» Task instructions
Both the line below containing "and percentage types." and the line containing "use thiserror::Error;", along with every line between them, should be repeated exactly; no other line belongs in the answer.

Top of Supplied records

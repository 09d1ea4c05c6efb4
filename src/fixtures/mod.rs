//! Fixtures
//!
//! YAML definitions of a catalog snapshot and an offer set, for tests and
//! demos. Prices are strings like `"499 INR"` and percentages strings like
//! `"20%"`, parsed into the engine's money and percentage types.

use std::{fs, path::Path};

use decimal_percentage::Percentage;
use rust_decimal::{Decimal, prelude::ToPrimitive};
use rusty_money::iso::{Currency, EUR, GBP, INR, USD};
use serde::Deserialize;
use thiserror::Error;

use crate::{catalog::CatalogSnapshot, repository::InMemoryOffers};

pub mod catalog;
pub mod offers;

/// Fixture parsing errors.
#[derive(Debug, Error)]
pub enum FixtureError {
    /// IO error reading fixture files.
    #[error("failed to read fixture file: {0}")]
    Io(#[from] std::io::Error),

    /// YAML parsing error.
    #[error("failed to parse YAML: {0}")]
    Yaml(#[from] serde_norway::Error),

    /// Invalid price format.
    #[error("invalid price format: {0}")]
    InvalidPrice(String),

    /// Invalid percentage format.
    #[error("invalid percentage format: {0}")]
    InvalidPercentage(String),

    /// Unknown currency code.
    #[error("unknown currency code: {0}")]
    UnknownCurrency(String),

    /// An offer definition is structurally invalid.
    #[error("invalid offer definition: {0}")]
    InvalidOffer(String),
}

/// Top-level fixture document: a catalog and the offers over it.
#[derive(Debug, Deserialize)]
pub struct StoreFixture {
    /// Product catalog definition.
    pub catalog: catalog::CatalogFixture,

    /// Offer set definition.
    #[serde(default)]
    pub offers: offers::OffersFixture,
}

impl StoreFixture {
    /// Parse a fixture document from YAML.
    ///
    /// # Errors
    ///
    /// Returns [`FixtureError::Yaml`] when the document is malformed.
    pub fn from_yaml(yaml: &str) -> Result<Self, FixtureError> {
        Ok(serde_norway::from_str(yaml)?)
    }

    /// Read and parse a fixture document from a file.
    ///
    /// # Errors
    ///
    /// Returns [`FixtureError::Io`] or [`FixtureError::Yaml`] on failure.
    pub fn from_path(path: impl AsRef<Path>) -> Result<Self, FixtureError> {
        Self::from_yaml(&fs::read_to_string(path)?)
    }

    /// Build the catalog snapshot and in-memory offer set the engine prices
    /// against.
    ///
    /// # Errors
    ///
    /// Returns a [`FixtureError`] when a price, percentage, or offer
    /// definition cannot be converted.
    pub fn build(self) -> Result<(CatalogSnapshot<'static>, InMemoryOffers<'static>), FixtureError> {
        let catalog = self.catalog.build()?;
        let offers = self.offers.build()?;

        Ok((catalog, offers))
    }
}

/// Parse a price string (e.g. `"4.99 INR"`) into minor units and currency.
///
/// # Errors
///
/// Returns an error if the string is not `"AMOUNT CURRENCY"`, the amount does
/// not parse as a decimal, or the currency code is not recognized.
pub fn parse_price(s: &str) -> Result<(i64, &'static Currency), FixtureError> {
    let mut parts = s.split_whitespace();
    let (Some(amount), Some(code), None) = (parts.next(), parts.next(), parts.next()) else {
        return Err(FixtureError::InvalidPrice(format!(
            "expected 'AMOUNT CURRENCY', got: {s}"
        )));
    };

    let amount = amount
        .parse::<Decimal>()
        .map_err(|_err| FixtureError::InvalidPrice(s.to_string()))?;

    let minor_units = amount
        .checked_mul(Decimal::new(100, 0))
        .and_then(|value| value.round_dp(0).to_i64())
        .ok_or_else(|| FixtureError::InvalidPrice(s.to_string()))?;

    let currency = match code {
        "INR" => INR,
        "GBP" => GBP,
        "USD" => USD,
        "EUR" => EUR,
        other => return Err(FixtureError::UnknownCurrency(other.to_string())),
    };

    Ok((minor_units, currency))
}

/// Parse a percentage string (`"20%"` or `"0.2"`) into a [`Percentage`].
///
/// # Errors
///
/// Returns [`FixtureError::InvalidPercentage`] when the string does not parse.
pub fn parse_percentage(s: &str) -> Result<Percentage, FixtureError> {
    let trimmed = s.trim();

    if let Some(percent) = trimmed.strip_suffix('%') {
        let value = percent
            .trim()
            .parse::<f64>()
            .map_err(|_err| FixtureError::InvalidPercentage(s.to_string()))?;

        Ok(Percentage::from(value / 100.0))
    } else {
        let value = trimmed
            .parse::<f64>()
            .map_err(|_err| FixtureError::InvalidPercentage(s.to_string()))?;

        Ok(Percentage::from(value))
    }
}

Bottom of Supplied records

» Solution to this task
//! `"20%"`, parsed into the engine's money and percentage types.

use std::{fs, path::Path};

use decimal_percentage::Percentage;
use rust_decimal::{Decimal, prelude::ToPrimitive};
use rusty_money::iso::{Currency, EUR, GBP, INR, USD};
use serde::Deserialize;
use thiserror::Error;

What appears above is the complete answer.